Cuando uno ha estado ahí, cuando uno ha formado parte de las nuevas imágenes, sabe que son insostenibles las viejas representaciones de bloques unitarios en manifestación colectiva más o menos uniforme. Cuando uno ha estado ahí, sabe que el amasijo de sensaciones y sentimientos de gozo, furia, rabia, sensualidad, felicidad, miedo, temor, deseo, solidaridad, apoyo mutuo, esperanza y libertad, es irreducible a imágenes unidimensionales o simplificadoras. Sabe que una reproducción de bandera anarquista clásica, reconvertida a los colores negro y rosa, es un símbolo político sencillo y justo que transmuta lo viejo en nuevo. Sabe que la frivolidad táctica vestida de rosa o plata es mucho más que una frase afortunada o una imagen llamativa, a la hora de descomponer, mediante lo imprevisto, la estrategia de tensión policial durante una confrontación en la calle.
Los nuevos símbolos provocan identificaciones fuertes: todos los movimientos sociales de transformación han construido, a lo largo de la historia, sus propias formas de representación y sus propios procesos de identificación. Es necesario trabajar duro para que las nuevas figuraciones no se vean reducidas a imágenes estridentes, grotescas o simpáticas, ni a meros adornos de la vieja política. La construcción de esas nuevas representaciones e imágenes, y el sostenimiento de su significado político justo, es una parte irrenunciable, hoy más que nunca, de la propia lucha. Se trata, literalmente, de una cuestión de imaginación política.

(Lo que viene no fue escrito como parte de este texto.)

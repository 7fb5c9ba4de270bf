use axum::{
    extract::{MatchedPath, Request},
    middleware::Next,
    response::Response,
};
use metrics::{counter, histogram};
use std::time::Instant;

pub async fn metrics_middleware(req: Request, next: Next) -> Response {
    let start = Instant::now();
    let method = req.method().to_string();
    // Route template keeps transaction ids out of the label set.
    let path = req
        .extensions()
        .get::<MatchedPath>()
        .map(|p| p.as_str().to_string())
        .unwrap_or_else(|| "unmatched".to_string());

    let response = next.run(req).await;

    let duration = start.elapsed();
    let status = response.status().as_u16().to_string();

    let labels = [("method", method), ("path", path), ("status", status)];

    counter!("http_requests_total", &labels).increment(1);
    histogram!("http_request_duration_seconds", &labels).record(duration.as_secs_f64());

    response
}
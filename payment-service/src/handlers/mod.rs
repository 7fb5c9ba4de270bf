//! HTTP handlers for payment-service.

pub mod phonepe;
pub mod razorpay;

use axum::{http::StatusCode, response::IntoResponse, Json};
use serde_json::json;

use crate::services::get_metrics;

pub async fn index() -> &'static str {
    "Payment gateway backend running"
}

/// Health check endpoint for Docker/K8s liveness probes.
pub async fn health_check() -> impl IntoResponse {
    (
        StatusCode::OK,
        Json(json!({
            "status": "ok",
            "service": "payment-service",
            "version": env!("CARGO_PKG_VERSION")
        })),
    )
}

pub async fn readiness_check() -> impl IntoResponse {
    (StatusCode::OK, Json(json!({ "status": "ready" })))
}

/// Prometheus metrics endpoint.
pub async fn metrics() -> impl IntoResponse {
    (
        StatusCode::OK,
        [("content-type", "text/plain; charset=utf-8")],
        get_metrics(),
    )
}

Las imágenes de cuerpos en acción, cuando son justas, constituyen la expresión de sujetos deseantes; acaso momentánea, puntualmente libres pero que, en su contingencia, representan la expectativa de un presente al que hay que arrancar el máximo tiempo posible de verdad, de libertad y autonomía.
Si las imágenes de Oriana son justas, exactas, es porque muestran que hay brazos que se alzan contra todo futuro programado. Lo son porque mantienen la distancia y el respeto necesario frente al cuerpo de un joven asesinado por la policía (ningún cuerpo masacrado debería ser objeto de recreación visual, aún con las mejores intenciones; ninguna imagen debería abstraer o aislar el cuerpo de un hombre muerto para convertirlo en un símbolo genérico). Son justas porque iluminan aquello que ensombrecen las imágenes espectaculares: la trama en red de sujetos que se constituyen, dispersan y vuelven a moldear. Porque señalan la potencia y no el poder; porque muestran la dispersión y la articulación, porque enfatizan la proliferación y la diversidad frente a la uniformidad.
No hay nada más hermoso que los rostros de la gente en libertad. Retratarlos con exactitud es parte de nuestro trabajo político. Porque aún nos queda mucho por experimentar, y porque nadie sabe todavía, con plenitud, de qué es capaz un cuerpo.